咳き込みながらも間一髪で逃げ切り、安堵していた。だが、逃げるのに必死で、ここがどこなのか分からなかった。


「…ここは何処なの…まさか迷宮?」


この世界には、迷宮という物が存在している。

冒険者を生業としている者は、迷宮探索や魔獣討伐などをしながら生活している。

カシアはここが迷宮なのではないかと思い、少し迷ったが進んでみる事にした。


「何ここ…何も無い…」


その迷宮らしき所には、なにもなかった。

人工的に作られはいないものの、明らかに人為的に掘られた穴が続いていた。途中の道は、土から石に変わっていた。


「…あ、何かある…けど」


奥に進んだ所で、カシアは本らしき物を見つけた。
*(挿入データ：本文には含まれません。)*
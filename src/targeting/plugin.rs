//! Bevy plugin wiring the targeting systems into the schedule.

use bevy::ecs::prelude::On;
use bevy::prelude::*;
use log::{debug, error};

use crate::components::{
    AimCamera, AimReference, CrosshairDummy, Enemy, Player, PrimaryCrosshair,
    SecondaryCrosshair, SightState, Sighting,
};
use crate::raycast::Collider;
use crate::registry::{register_spawned_enemy, scan_enemies_system, EnemyRegistry, ScanSchedule};
use crate::settings::SnapSettings;

use super::aim::{apply_crosshair_visuals_system, resolve_aim_system, CrosshairState};
use super::debug::SightDebugLines;
use super::lifecycle::{
    attach_missing_snap_colliders_system, attach_snap_collider, release_removed_enemy,
};
use super::markers::sync_markers_system;
use super::rig::{verify_targeting_setup_system, TargetingError};
use super::visibility::{evaluate_visibility_system, SightChanged};

/// Ordering of the targeting stages within `Update`.
#[derive(SystemSet, Debug, Clone, Copy, PartialEq, Eq, Hash)]
pub enum TargetingSet {
    /// Registry scan.
    Discover,
    /// Sight flags.
    Evaluate,
    /// Aim ray and crosshair.
    Resolve,
    /// Marker upkeep.
    Markers,
}

#[expect(
    clippy::needless_pass_by_value,
    reason = "Observer systems must accept On<T> by value for Events V2."
)]
fn log_targeting_error(event: On<TargetingError>) {
    error!("targeting error: {}", event.event());
}

#[expect(
    clippy::needless_pass_by_value,
    reason = "Observer systems must accept On<T> by value for Events V2."
)]
fn log_sight_change(event: On<SightChanged>) {
    let SightChanged { enemy, state } = *event.event();
    match state {
        SightState::Seen => debug!("enemy {enemy} acquired"),
        SightState::Unseen => debug!("enemy {enemy} lost"),
    }
}

/// Installs enemy discovery, visibility evaluation, aim resolution and
/// marker upkeep.
///
/// Settings are taken from an existing [`SnapSettings`] resource when the
/// host inserted one before adding the plugin, otherwise the defaults apply.
/// The host must spawn exactly one [`Player`], [`AimCamera`],
/// [`CrosshairDummy`] and [`AimReference`] during `Startup`; a missing or
/// duplicated role fails the app in `PostStartup`.
#[derive(Default, Debug)]
pub struct SnapPlugin;

impl Plugin for SnapPlugin {
    fn build(&self, app: &mut App) {
        app.init_resource::<SnapSettings>()
            .init_resource::<EnemyRegistry>()
            .init_resource::<ScanSchedule>()
            .init_resource::<CrosshairState>()
            .init_resource::<SightDebugLines>();

        app.register_type::<Enemy>()
            .register_type::<Sighting>()
            .register_type::<Collider>()
            .register_type::<Player>()
            .register_type::<AimCamera>()
            .register_type::<CrosshairDummy>()
            .register_type::<AimReference>()
            .register_type::<PrimaryCrosshair>()
            .register_type::<SecondaryCrosshair>();

        app.add_observer(log_targeting_error)
            .add_observer(log_sight_change)
            .add_observer(register_spawned_enemy)
            .add_observer(attach_snap_collider)
            .add_observer(release_removed_enemy);

        app.configure_sets(
            Update,
            (
                TargetingSet::Discover,
                TargetingSet::Evaluate,
                TargetingSet::Resolve,
                TargetingSet::Markers,
            )
                .chain(),
        );

        app.add_systems(PostStartup, verify_targeting_setup_system);
        app.add_systems(
            Update,
            (
                (attach_missing_snap_colliders_system, scan_enemies_system)
                    .in_set(TargetingSet::Discover),
                evaluate_visibility_system.in_set(TargetingSet::Evaluate),
                (resolve_aim_system, apply_crosshair_visuals_system)
                    .chain()
                    .in_set(TargetingSet::Resolve),
                sync_markers_system.in_set(TargetingSet::Markers),
            ),
        );
    }
}

#[cfg(test)]
mod tests {
    use super::*;
    use rstest::rstest;

    fn rig(app: &mut App) {
        let world = app.world_mut();
        world.spawn((Player, Transform::default(), Collider::sphere(1.0)));
        world.spawn((AimCamera, Transform::from_xyz(0.0, 0.0, 5.0)));
        world.spawn((CrosshairDummy, Transform::from_xyz(0.0, 0.0, -1.0)));
        world.spawn((AimReference, Transform::from_xyz(0.0, 0.0, -2.0)));
    }

    #[rstest]
    fn plugin_initialises_resources() {
        let mut app = App::new();
        app.add_plugins(MinimalPlugins);
        app.add_plugins(SnapPlugin);
        assert!(app.world().contains_resource::<SnapSettings>());
        assert!(app.world().contains_resource::<EnemyRegistry>());
        assert!(app.world().contains_resource::<CrosshairState>());
        assert!(app.world().contains_resource::<SightDebugLines>());
    }

    #[rstest]
    fn host_settings_survive_plugin_build() {
        let mut app = App::new();
        app.insert_resource(SnapSettings {
            distance_to_snap: 42.0,
            ..SnapSettings::default()
        });
        app.add_plugins(SnapPlugin);
        let settings = app.world().resource::<SnapSettings>();
        assert!((settings.distance_to_snap - 42.0).abs() < f32::EPSILON);
    }

    #[rstest]
    fn complete_rig_runs_a_frame() {
        let mut app = App::new();
        app.add_plugins(MinimalPlugins);
        app.add_plugins(SnapPlugin);
        rig(&mut app);
        let enemy = app
            .world_mut()
            .spawn((Enemy::default(), Transform::from_xyz(0.0, 0.0, -40.0)))
            .id();
        app.update();
        assert!(app.world().resource::<EnemyRegistry>().contains(enemy));
        assert_eq!(
            app.world().get::<Sighting>(enemy).map(|s| s.state()),
            Some(SightState::Seen)
        );
    }

    #[rstest]
    fn enemy_spawned_before_the_plugin_is_snappable() {
        let mut app = App::new();
        app.add_plugins(MinimalPlugins);
        let enemy = app
            .world_mut()
            .spawn((Enemy::default(), Transform::from_xyz(0.0, 0.0, -40.0)))
            .id();
        app.add_plugins(SnapPlugin);
        rig(&mut app);
        app.update();
        assert_eq!(
            app.world().get::<Collider>(enemy),
            Some(&Collider::sphere(2.6))
        );
        assert_eq!(
            app.world().resource::<CrosshairState>().snap_target(),
            Some(enemy)
        );
    }

    #[rstest]
    #[should_panic]
    fn missing_rig_fails_startup() {
        let mut app = App::new();
        app.add_plugins(MinimalPlugins);
        app.add_plugins(SnapPlugin);
        app.update();
    }
}
//! Logger bootstrap for the demo binary and tests.

use env_logger::{Builder, Env};
use log::LevelFilter;

/// Initializes the global logger.
///
/// When `verbose` is `true`, all debug messages are printed. Otherwise only
/// info level and above are shown. `RUST_LOG` still takes precedence, so
/// per-frame verdicts can be enabled with `RUST_LOG=rail_snap=trace`.
pub fn init(verbose: bool) {
    let level = if verbose {
        LevelFilter::Debug
    } else {
        LevelFilter::Info
    };

    let env = Env::default().default_filter_or(level.to_string());
    let mut builder = Builder::from_env(env);
    builder.format_timestamp_millis();

    // `try_init` only fails if a logger was already set. Ignore that case so
    // tests can call `init` multiple times without panicking.
    let _ = builder.try_init();
}
//! Utility helpers for tests.
//!
//! Scene builders for the aim rig and a fixed-step clock so scan cadence and
//! snap animation can be asserted frame by frame.

pub mod clock;
pub mod scene;

pub use clock::{advance, install_fixed_step, FRAME};
pub use scene::{spawn_enemy, spawn_rig, spawn_wall, RigEntities, RigLayout};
石の柱に浮かんでいて、少し怪しげな雰囲気だ。


「こんな所に本?なんで…」


少し興味が湧き、読んでみることにした。

本を手に取り、本が浮いていた柱に腰をかけた。


「題名は……禁忌魔法?」


カシアは固まった。禁忌魔法というのは、大昔に一人の魔術師が生み出した魔法の呼称の一つで、禁忌魔法は多岐にわたって存在する。だが、そのどれもが使用を禁止されている。

それほど禁忌魔法は危険だと昔から言われている。


「これ…読んでもいいのかな。」


最早好奇心が抑えられないカシアは、その本を1ページめくった。1ページ目の真ん中には、何かが書いてあった。